29.4 Fourthly, we find it unreasonable to agree with the observations of the impugned judgment that the appellant should have raised this issue before submitting the bid or ought to not have participated in the bidding process. Though, according to the Request for Proposal, the bidders shall be deemed to have conducted a due diligence exercise with respect to all aspects of the project, admittedly, the respondents noted in the meeting dated 11.11.2008 that the two HT lines had to be removed so as to provide encumbrance free land to the appellant. It was resolved in that meeting that the matter would be taken up with the PSEB at the highest level.

 

29.5 Fifthly, the issues involved between the parties cannot be termed trivial. As noted earlier, time was of the essence in this project. Therefore, each day's delay in executing the project after signing of the Development Agreement had commercial consequences and struck at the heart of the Development Agreement. As the delay here extended to more than 16 months, the impugned judgment could not have termed the issues between the parties as trivial and that the parties were ad idem in solving them.

 

30. In the circumstances, we find that the High Court was not justified in setting aside the Arbitral Award dated 10.03.2012 and consequently, the order passed on the application filed under Section 34 of the Act. The reasons assigned for doing so in our view are not in accordance with law. Consequently, we find that the appellant herein is entitled to the sum of Rs.47.75 crores, being the initial deposit and Rs.46,20,715/- being the actual expenses incurred. However, the rate of interest awarded at 12% per annum, we find, is on the higher side. In the circumstances, we modify the rate of interest to 8% per annum, while retaining the other directions. Having regard to payment of interest, we find that having regard to the fact that payment of interest has been ordered both with regard to initial deposit as well as on the actual expenses, the award of compensation for loss of Rs.47,75,000/- was not in order. In the circumstances, we modify that portion of the Arbitral Tribunal's award and hold that the appellant is not entitled to Rs.47,75,000/- as compensation for loss. The Arbitral Tribunal's Award dated 10.03.2021 is modified in the aforesaid terms and as a result, the order passed under Section 34 of the Act also stands modified mutatis mutandis.
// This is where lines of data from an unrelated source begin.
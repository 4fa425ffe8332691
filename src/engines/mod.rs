//! OCR engine implementations
//!
//! This module contains implementations of the WordDetector trait for
//! different Tesseract front-ends. Engines are conditionally compiled based
//! on feature flags.

#[cfg(feature = "engine-cli")]
pub mod cli;

#[cfg(feature = "engine-leptess")]
pub mod leptess;

use crate::config::Config;
use crate::engine::{BoundingBox, WordDetection, WordDetector};
use crate::error::OcrError;

/// Tesseract TSV level for word rows
const WORD_LEVEL: &str = "5";

/// Names of the engines compiled into this build
pub fn available() -> Vec<&'static str> {
    let mut names = Vec::new();
    #[cfg(feature = "engine-cli")]
    names.push("cli");
    #[cfg(feature = "engine-leptess")]
    names.push("leptess");
    names
}

/// Build the engine selected in the configuration
pub fn build(config: &Config) -> Result<Box<dyn WordDetector>, OcrError> {
    match config.engine.as_str() {
        #[cfg(feature = "engine-cli")]
        "cli" => {
            tracing::info!("Initializing tesseract CLI engine...");
            Ok(Box::new(cli::TesseractCli::new(config)?))
        }
        #[cfg(feature = "engine-leptess")]
        "leptess" => {
            tracing::info!("Initializing leptess engine...");
            Ok(Box::new(leptess::LeptessEngine::new(config)?))
        }
        other => Err(OcrError::UnknownEngine(format!(
            "{} (available: {})",
            other,
            available().join(", ")
        ))),
    }
}

/// Parse Tesseract's TSV output into word detections.
///
/// Columns: level page_num block_num par_num line_num word_num left top
/// width height conf text. Only word-level rows are kept; an unparsable
/// confidence becomes -1 (unknown). Filtering is left to the caller.
pub fn parse_tsv(tsv: &str) -> Vec<WordDetection> {
    let mut words = Vec::new();

    for (idx, row) in tsv.lines().enumerate() {
        if idx == 0 && row.starts_with("level") {
            continue;
        }
        let cols: Vec<&str> = row.split('\t').collect();
        if cols.len() < 11 || cols[0] != WORD_LEVEL {
            continue;
        }

        let int = |i: usize| cols[i].trim().parse::<i32>().unwrap_or(0);
        let confidence = cols[10].trim().parse::<f32>().unwrap_or(-1.0);
        let text = cols.get(11).copied().unwrap_or("");

        words.push(WordDetection::new(
            text,
            confidence,
            BoundingBox::new(int(6), int(7), int(8), int(9)),
        ));
    }

    words
}

#[cfg(test)]
mod tests {
    use super::*;

    const SAMPLE: &str = "level\tpage_num\tblock_num\tpar_num\tline_num\tword_num\tleft\ttop\twidth\theight\tconf\ttext
1\t1\t0\t0\t0\t0\t0\t0\t800\t200\t-1\t
4\t1\t1\t1\t1\t0\t20\t30\t400\t40\t-1\t
5\t1\t1\t1\t1\t1\t20\t30\t120\t40\t96.52\tHello
5\t1\t1\t1\t1\t2\t160\t30\t140\t40\t91\tWorld
5\t1\t1\t1\t1\t3\t320\t30\t10\t40\tabc\t|
5\t1\t1\t1\t1\t4\t340\t30\t10\t40\t50";

    #[test]
    fn test_parse_tsv_keeps_word_rows() {
        let words = parse_tsv(SAMPLE);

        assert_eq!(words.len(), 4);
        assert_eq!(words[0].text, "Hello");
        assert!((words[0].confidence - 96.52).abs() < 1e-4);
        assert_eq!(words[0].bbox, BoundingBox::new(20, 30, 120, 40));
        assert_eq!(words[1].text, "World");
        assert_eq!(words[2].confidence, -1.0);
        // Missing text column yields an empty word, dropped later by the filter
        assert_eq!(words[3].text, "");
    }

    #[test]
    fn test_parse_tsv_handles_empty_output() {
        assert!(parse_tsv("").is_empty());
        assert!(parse_tsv("level\tpage_num").is_empty());
    }

    #[test]
    fn test_unknown_engine_is_rejected() {
        let mut config = Config::default();
        config.engine = "nonexistent".to_string();
        assert!(matches!(build(&config), Err(OcrError::UnknownEngine(_))));
    }
}
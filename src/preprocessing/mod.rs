//! Image preprocessing module for OCR enhancement
//!
//! Provides the fixed catalog of preprocessing pipelines the selector tries.

pub mod pipeline;
pub mod steps;

pub use pipeline::{default_catalog, PipelineDescriptor, Transform, CATALOG};
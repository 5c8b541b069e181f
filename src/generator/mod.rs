//! # Generator Module
//!
//! The offline schema synthesizer. It walks the same descriptor tables the
//! runtime binder consumes and emits an OpenAPI-style document describing
//! every route, response variant, and nested schema.
//!
//! ## Consistency contract
//!
//! The generator derives `required` lists, nullability flags, container
//! item types, and inline property expansion from the exact descriptor
//! rules the binder applies at runtime. It never re-implements
//! classification; both consumers call into [`crate::descriptor`].
//!
//! ## Degradation, not failure
//!
//! One un-analyzable type must not abort the whole scan. Unresolvable
//! types degrade to a plain `string` schema; a malformed response or
//! content declaration is reported and that entry skipped.
//!
//! ## Memoization
//!
//! Schema and response components are emitted at most once per name. The
//! first writer wins and later attempts are no-ops, so generating twice
//! produces byte-identical components. Generation is a single-run batch
//! process; the memoization maps are plain single-threaded structures.

mod core;

pub use core::SchemaSynthesizer;
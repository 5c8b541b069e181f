//! # routecast
//!
//! **routecast** is a descriptor-driven request dispatch framework: routes,
//! parameter binding, and response schemas all derive from one set of
//! declared type descriptors.
//!
//! ## Overview
//!
//! Handler types declare their methods, verbs, parameters, and response
//! variants as plain data. Route discovery walks those declarations and
//! builds the routing table; the binder uses the same declarations to
//! coerce an untyped request payload into positional handler arguments; the
//! schema synthesizer uses them again to emit an OpenAPI-style document
//! offline. Because every consumer reads the same descriptors, the
//! document the generator writes and the coercions the binder applies can
//! never drift apart.
//!
//! ## Architecture
//!
//! The library is organized into several key modules:
//!
//! - **[`descriptor`]** - Type descriptors, object/response definitions, and the type registry
//! - **[`router`]** - Handler declarations, route discovery, and route matching
//! - **[`binder`]** - Type-directed parameter binding with lenient scalar coercion
//! - **[`content`]** - Typed response content and the response envelope
//! - **[`dispatcher`]** - The match, resolve, bind, invoke, serialize pipeline
//! - **[`generator`]** - Offline OpenAPI-style schema synthesis
//! - **[`payload`]** - Query/body merge helpers and a static payload provider
//! - **[`demo`]** - Reference login module exercising every descriptor shape
//! - **[`cli`]** - Command-line front end (`routecast-gen`)
//!
//! ## Quick Start
//!
//! ```rust
//! use routecast::demo;
//! use routecast::payload::StaticPayload;
//!
//! let dispatcher = demo::dispatcher();
//! let outcome = dispatcher.handle("GET", "/login_status", &StaticPayload::empty());
//! assert_eq!(outcome.status, 200);
//! ```

pub mod binder;
pub mod cli;
pub mod content;
pub mod demo;
pub mod descriptor;
pub mod dispatcher;
pub mod generator;
pub mod payload;
pub mod router;

pub use binder::{BindError, ParameterBinder};
pub use content::{ContentValue, ResponseEnvelope};
pub use descriptor::{TypeDescriptor, TypeRegistry};
pub use dispatcher::{DispatchOutcome, Dispatcher, PayloadProvider};
pub use generator::SchemaSynthesizer;
pub use router::{HandlerTypeDef, MethodDef, ParamSpec, RouteRegistry};
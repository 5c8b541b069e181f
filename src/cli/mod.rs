//! # CLI Module
//!
//! Command-line front end for the routecast utilities, wired to the
//! reference login module in [`crate::demo`].
//!
//! ## Commands
//!
//! ### `schema`
//!
//! Synthesize the OpenAPI-style document for the discovered routes:
//!
//! ```bash
//! routecast-gen schema --output openapi.json
//! ```
//!
//! Without `--output` the document is printed to stdout.
//!
//! ### `routes`
//!
//! Print the discovered route table.
//!
//! ### `dispatch`
//!
//! Run one request through the dispatcher and print the outcome:
//!
//! ```bash
//! routecast-gen dispatch --method POST --path /login \
//!     --payload '{"username":"alice","password":"secret"}'
//! ```
//!
//! ## Binary
//!
//! Available as the `routecast-gen` binary.

mod cli;

pub use cli::{run_cli, Cli, Commands};
//! # Descriptor Module
//!
//! Type classification shared by the parameter binder and the schema
//! synthesizer. Every declared parameter or field type is described by a
//! [`TypeDescriptor`]; object-shaped types are registered once in a
//! [`TypeRegistry`] as [`ObjectDef`] entries.
//!
//! ## Overview
//!
//! Two independent consumers read these tables:
//!
//! - the runtime binder, which coerces untyped payload values into typed
//!   arguments, and
//! - the offline generator, which emits a schema document describing the
//!   same types.
//!
//! Both must apply identical classification rules or the declared API
//! contract silently diverges from runtime behavior. Keeping the rules in
//! one place is the point of this module: neither consumer re-implements
//! them.
//!
//! ## Object kinds
//!
//! - [`ObjectKind::Data`] - a plain object referenced by name (request DTOs)
//! - [`ObjectKind::Content`] - a response content object with a fixed wire
//!   content type
//! - [`ObjectKind::Property`] - an inline-embedded object whose schema is
//!   expanded in place, never emitted as a named component
//! - [`ObjectKind::Container`] - a homogeneous sequence wrapper that declares
//!   its element kind as a fixed constant
//!
//! ## Required fields
//!
//! Nullability and "has a default value" are two independent facts. A field
//! is required iff it disallows null and declares no default; see
//! [`FieldDef::required`].

mod registry;
mod types;

pub use registry::TypeRegistry;
pub use types::{
    FieldDef, MediaKind, ObjectDef, ObjectKind, ResponseDef, ScalarKind, TypeDescriptor,
};
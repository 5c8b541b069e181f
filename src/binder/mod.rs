//! # Binder Module
//!
//! The type-directed parameter binder. Given a handler method's declared
//! parameters and one flat untyped payload mapping, it produces the ordered,
//! typed argument list the dispatcher hands to the handler.
//!
//! ## Rules
//!
//! - Scalars are coerced leniently, in the tradition of dynamic form
//!   handling: numeric strings parse, truthy-string tables drive booleans,
//!   a present `null` against a non-nullable scalar coerces like any other
//!   value. Coercion never validates semantic content.
//! - Object-typed parameters hydrate from the entire current payload, not a
//!   nested key: the request IS the DTO. Hydration recurses into nested
//!   mappings for object-typed fields.
//! - A non-nullable, no-default parameter or field whose key is absent fails
//!   the bind; nothing partially constructed escapes.
//!
//! The boundary between untyped external payloads and typed internal values
//! sits exactly here. Nothing downstream re-inspects untyped data.

mod core;

pub use core::{BindError, InvocationPlan, ParameterBinder};
use std::collections::BTreeMap;

use tracing::debug;

use super::types::{ObjectDef, ResponseDef};

/// Registry of object and response type definitions.
///
/// Built once at startup and treated as read-only afterwards; callers share
/// it via `Arc`. Iteration order is name-sorted so offline consumers produce
/// deterministic output across runs.
#[derive(Debug, Default, Clone)]
pub struct TypeRegistry {
    objects: BTreeMap<String, ObjectDef>,
    responses: BTreeMap<String, ResponseDef>,
}

impl TypeRegistry {
    #[must_use]
    pub fn new() -> Self {
        Self::default()
    }

    /// Register an object type. Re-registering a name replaces the previous
    /// definition.
    pub fn register_object(&mut self, def: ObjectDef) {
        debug!(type_name = %def.name, kind = ?def.kind, "Object type registered");
        self.objects.insert(def.name.clone(), def);
    }

    /// Register a response variant. Re-registering a name replaces the
    /// previous definition.
    pub fn register_response(&mut self, def: ResponseDef) {
        debug!(response_name = %def.name, status = def.status, "Response variant registered");
        self.responses.insert(def.name.clone(), def);
    }

    #[must_use]
    pub fn object(&self, name: &str) -> Option<&ObjectDef> {
        self.objects.get(name)
    }

    #[must_use]
    pub fn response(&self, name: &str) -> Option<&ResponseDef> {
        self.responses.get(name)
    }

    pub fn objects(&self) -> impl Iterator<Item = &ObjectDef> {
        self.objects.values()
    }

    pub fn responses(&self) -> impl Iterator<Item = &ResponseDef> {
        self.responses.values()
    }
}

#[cfg(test)]
mod tests {
    use super::*;
    use crate::descriptor::{ObjectKind, ScalarKind};

    #[test]
    fn lookup_by_name() {
        let mut registry = TypeRegistry::new();
        registry.register_object(ObjectDef::new(
            "StringArray",
            ObjectKind::Container(ScalarKind::Str),
        ));
        registry.register_response(ResponseDef::new("Ok", 200, "fine"));

        assert!(registry.object("StringArray").is_some());
        assert!(registry.object("IntArray").is_none());
        assert_eq!(registry.response("Ok").map(|r| r.status), Some(200));
    }

    #[test]
    fn iteration_is_name_sorted() {
        let mut registry = TypeRegistry::new();
        registry.register_object(ObjectDef::new("Zeta", ObjectKind::Data));
        registry.register_object(ObjectDef::new("Alpha", ObjectKind::Data));

        let names: Vec<_> = registry.objects().map(|o| o.name.as_str()).collect();
        assert_eq!(names, vec!["Alpha", "Zeta"]);
    }
}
Consequently, the impugned order passed under Section 37 of the Act is set-aside.

 

31. As the Arbitral Award was passed as early as on 10.03.2012, we direct the respondent(s) to deposit/pay the amount on or before 30.06.2025 without driving the appellant herein for execution of the said Award. If the amount is not paid to the appellant on or before 30.06.2025, the interest shall be at the rate of 12% per annum instead of the reduced rate of 8% per annum.

 

32. The appeal is allowed and disposed of in the aforesaid terms. No costs.

 

Civil Appeal No. 10490/2017:

 

We find no merit in this appeal. The same stands dismissed. No costs.